=== Action item ===
In the entries below, the lines from the one with "repository 578250d8340daf36" through the one with "#[derive(Debug, Clone, Default)]" are to be copied exactly; both ends count.

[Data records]
########################################

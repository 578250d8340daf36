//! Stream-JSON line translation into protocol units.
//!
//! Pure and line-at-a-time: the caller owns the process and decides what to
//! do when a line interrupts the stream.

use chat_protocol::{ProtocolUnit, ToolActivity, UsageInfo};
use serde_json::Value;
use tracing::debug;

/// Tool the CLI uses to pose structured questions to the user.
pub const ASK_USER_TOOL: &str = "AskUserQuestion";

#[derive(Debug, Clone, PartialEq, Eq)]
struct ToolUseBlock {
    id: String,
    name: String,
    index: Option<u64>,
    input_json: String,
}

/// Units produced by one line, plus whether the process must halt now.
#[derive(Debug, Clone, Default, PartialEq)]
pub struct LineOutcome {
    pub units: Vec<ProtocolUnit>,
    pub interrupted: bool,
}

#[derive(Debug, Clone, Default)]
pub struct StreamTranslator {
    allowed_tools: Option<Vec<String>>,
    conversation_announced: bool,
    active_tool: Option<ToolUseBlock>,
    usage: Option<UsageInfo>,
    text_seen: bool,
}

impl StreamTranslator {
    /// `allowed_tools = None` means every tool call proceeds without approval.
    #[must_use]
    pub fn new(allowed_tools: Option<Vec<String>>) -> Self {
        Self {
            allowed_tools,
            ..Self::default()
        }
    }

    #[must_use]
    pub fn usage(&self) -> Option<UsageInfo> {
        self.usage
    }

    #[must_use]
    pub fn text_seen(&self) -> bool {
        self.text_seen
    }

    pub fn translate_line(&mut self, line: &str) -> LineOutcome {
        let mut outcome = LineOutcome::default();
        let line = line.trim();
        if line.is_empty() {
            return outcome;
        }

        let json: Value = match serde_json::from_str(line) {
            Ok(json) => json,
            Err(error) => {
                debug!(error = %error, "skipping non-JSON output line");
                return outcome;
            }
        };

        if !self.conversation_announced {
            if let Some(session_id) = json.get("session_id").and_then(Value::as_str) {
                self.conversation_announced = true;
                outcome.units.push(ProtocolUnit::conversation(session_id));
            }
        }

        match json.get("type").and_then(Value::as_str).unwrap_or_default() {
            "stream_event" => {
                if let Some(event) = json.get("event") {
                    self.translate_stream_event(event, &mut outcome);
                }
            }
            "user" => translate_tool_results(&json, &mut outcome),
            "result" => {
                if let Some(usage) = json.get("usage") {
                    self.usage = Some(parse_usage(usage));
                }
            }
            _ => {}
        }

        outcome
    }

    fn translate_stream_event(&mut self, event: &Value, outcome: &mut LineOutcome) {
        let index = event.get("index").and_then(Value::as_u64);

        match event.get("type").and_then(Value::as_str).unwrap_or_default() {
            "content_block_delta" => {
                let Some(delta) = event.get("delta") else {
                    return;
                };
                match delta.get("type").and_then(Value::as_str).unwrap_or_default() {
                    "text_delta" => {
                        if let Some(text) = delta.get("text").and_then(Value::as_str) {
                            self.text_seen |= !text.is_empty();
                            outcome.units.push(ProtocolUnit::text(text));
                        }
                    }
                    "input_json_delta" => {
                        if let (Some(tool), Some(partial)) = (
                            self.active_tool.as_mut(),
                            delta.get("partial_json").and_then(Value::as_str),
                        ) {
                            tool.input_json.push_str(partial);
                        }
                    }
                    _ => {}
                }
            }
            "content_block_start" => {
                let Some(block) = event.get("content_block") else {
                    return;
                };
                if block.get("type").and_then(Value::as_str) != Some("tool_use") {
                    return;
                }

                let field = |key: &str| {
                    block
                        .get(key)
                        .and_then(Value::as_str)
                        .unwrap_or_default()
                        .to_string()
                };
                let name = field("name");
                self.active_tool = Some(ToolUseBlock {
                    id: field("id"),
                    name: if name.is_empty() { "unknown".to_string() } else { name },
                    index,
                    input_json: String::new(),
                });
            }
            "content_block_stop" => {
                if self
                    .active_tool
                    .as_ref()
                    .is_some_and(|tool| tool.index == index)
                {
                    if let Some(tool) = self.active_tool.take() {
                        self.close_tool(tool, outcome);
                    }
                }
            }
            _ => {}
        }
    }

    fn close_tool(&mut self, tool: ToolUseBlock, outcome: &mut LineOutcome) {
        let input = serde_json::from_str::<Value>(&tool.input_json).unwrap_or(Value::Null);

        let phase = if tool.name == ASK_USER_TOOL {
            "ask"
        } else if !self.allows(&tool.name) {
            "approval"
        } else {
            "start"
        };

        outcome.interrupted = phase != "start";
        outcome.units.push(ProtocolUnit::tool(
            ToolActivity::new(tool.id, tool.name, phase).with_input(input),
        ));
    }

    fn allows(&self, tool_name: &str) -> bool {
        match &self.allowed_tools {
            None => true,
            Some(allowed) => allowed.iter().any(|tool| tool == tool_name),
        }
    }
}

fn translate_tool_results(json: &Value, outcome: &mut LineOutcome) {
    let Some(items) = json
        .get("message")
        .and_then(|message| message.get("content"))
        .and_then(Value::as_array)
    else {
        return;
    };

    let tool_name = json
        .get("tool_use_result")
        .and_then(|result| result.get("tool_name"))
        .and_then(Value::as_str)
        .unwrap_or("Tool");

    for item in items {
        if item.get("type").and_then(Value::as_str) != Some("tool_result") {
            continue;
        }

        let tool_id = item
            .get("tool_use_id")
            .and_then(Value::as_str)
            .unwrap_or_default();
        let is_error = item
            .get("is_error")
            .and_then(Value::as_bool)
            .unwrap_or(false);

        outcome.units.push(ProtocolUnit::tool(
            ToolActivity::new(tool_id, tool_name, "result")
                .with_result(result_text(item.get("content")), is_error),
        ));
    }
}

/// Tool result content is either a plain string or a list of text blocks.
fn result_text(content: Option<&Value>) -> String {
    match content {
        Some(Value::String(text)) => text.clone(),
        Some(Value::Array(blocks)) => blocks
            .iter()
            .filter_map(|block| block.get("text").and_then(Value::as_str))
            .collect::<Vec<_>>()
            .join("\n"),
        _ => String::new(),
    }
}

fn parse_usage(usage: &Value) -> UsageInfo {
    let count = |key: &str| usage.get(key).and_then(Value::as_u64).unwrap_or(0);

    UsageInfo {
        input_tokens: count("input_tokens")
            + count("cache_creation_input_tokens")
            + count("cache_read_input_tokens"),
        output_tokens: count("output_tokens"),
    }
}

########################################

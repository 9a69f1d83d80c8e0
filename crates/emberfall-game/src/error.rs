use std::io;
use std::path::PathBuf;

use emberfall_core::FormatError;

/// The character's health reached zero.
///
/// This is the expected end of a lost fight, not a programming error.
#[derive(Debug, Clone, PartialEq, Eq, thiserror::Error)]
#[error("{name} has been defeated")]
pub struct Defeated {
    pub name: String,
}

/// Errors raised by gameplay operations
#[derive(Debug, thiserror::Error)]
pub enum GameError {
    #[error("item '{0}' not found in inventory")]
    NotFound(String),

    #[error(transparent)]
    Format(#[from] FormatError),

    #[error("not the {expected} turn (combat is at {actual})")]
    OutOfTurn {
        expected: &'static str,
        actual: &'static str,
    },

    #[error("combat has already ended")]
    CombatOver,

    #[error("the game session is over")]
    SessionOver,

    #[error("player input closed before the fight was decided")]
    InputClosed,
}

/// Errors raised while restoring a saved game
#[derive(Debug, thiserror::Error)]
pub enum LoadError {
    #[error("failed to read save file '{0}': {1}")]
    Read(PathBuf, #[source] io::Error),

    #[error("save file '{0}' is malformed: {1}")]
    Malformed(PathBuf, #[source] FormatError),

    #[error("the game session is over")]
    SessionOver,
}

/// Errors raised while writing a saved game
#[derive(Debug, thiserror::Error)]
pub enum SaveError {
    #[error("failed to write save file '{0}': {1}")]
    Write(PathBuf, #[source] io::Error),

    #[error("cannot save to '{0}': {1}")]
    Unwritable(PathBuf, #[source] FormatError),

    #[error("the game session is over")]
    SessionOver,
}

########################################

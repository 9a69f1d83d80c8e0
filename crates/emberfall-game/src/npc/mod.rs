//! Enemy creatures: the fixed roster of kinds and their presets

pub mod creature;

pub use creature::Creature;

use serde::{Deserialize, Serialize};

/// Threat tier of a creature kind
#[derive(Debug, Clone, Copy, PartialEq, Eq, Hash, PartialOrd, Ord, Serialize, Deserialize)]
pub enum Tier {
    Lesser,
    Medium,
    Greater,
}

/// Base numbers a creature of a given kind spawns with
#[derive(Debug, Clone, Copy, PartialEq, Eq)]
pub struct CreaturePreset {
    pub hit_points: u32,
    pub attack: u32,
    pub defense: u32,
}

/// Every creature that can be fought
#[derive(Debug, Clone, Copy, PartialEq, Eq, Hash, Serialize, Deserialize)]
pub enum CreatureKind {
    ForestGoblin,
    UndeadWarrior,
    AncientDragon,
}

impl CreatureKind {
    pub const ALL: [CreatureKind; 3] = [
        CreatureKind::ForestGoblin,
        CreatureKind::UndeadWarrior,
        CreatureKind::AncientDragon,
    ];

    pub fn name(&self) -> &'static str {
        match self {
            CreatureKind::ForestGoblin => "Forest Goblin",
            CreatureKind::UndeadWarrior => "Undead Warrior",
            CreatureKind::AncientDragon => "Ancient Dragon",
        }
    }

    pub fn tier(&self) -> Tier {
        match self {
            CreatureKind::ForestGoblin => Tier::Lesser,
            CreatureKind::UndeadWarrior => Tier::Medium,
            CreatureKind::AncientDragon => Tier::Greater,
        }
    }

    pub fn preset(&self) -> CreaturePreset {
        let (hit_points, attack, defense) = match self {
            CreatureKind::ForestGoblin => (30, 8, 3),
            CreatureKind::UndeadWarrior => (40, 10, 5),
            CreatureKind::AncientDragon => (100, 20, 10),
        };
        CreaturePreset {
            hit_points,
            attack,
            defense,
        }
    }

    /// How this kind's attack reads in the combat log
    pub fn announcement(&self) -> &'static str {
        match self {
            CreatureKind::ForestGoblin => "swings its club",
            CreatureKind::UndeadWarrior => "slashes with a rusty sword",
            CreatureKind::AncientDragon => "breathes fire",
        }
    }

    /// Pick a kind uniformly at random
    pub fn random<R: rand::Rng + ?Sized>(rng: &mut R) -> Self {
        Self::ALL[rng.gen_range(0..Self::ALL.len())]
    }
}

########################################

=== Response for this exercise ===
repository 578250d8340daf36
//! Stream-JSON line translation into protocol units.
//!
//! Pure and line-at-a-time: the caller owns the process and decides what to
//! do when a line interrupts the stream.

use chat_protocol::{ProtocolUnit, ToolActivity, UsageInfo};
use serde_json::Value;
use tracing::debug;

/// Tool the CLI uses to pose structured questions to the user.
pub const ASK_USER_TOOL: &str = "AskUserQuestion";

#[derive(Debug, Clone, PartialEq, Eq)]
struct ToolUseBlock {
    id: String,
    name: String,
    index: Option<u64>,
    input_json: String,
}

/// Units produced by one line, plus whether the process must halt now.
#[derive(Debug, Clone, Default, PartialEq)]
pub struct LineOutcome {
    pub units: Vec<ProtocolUnit>,
    pub interrupted: bool,
}

#[derive(Debug, Clone, Default)]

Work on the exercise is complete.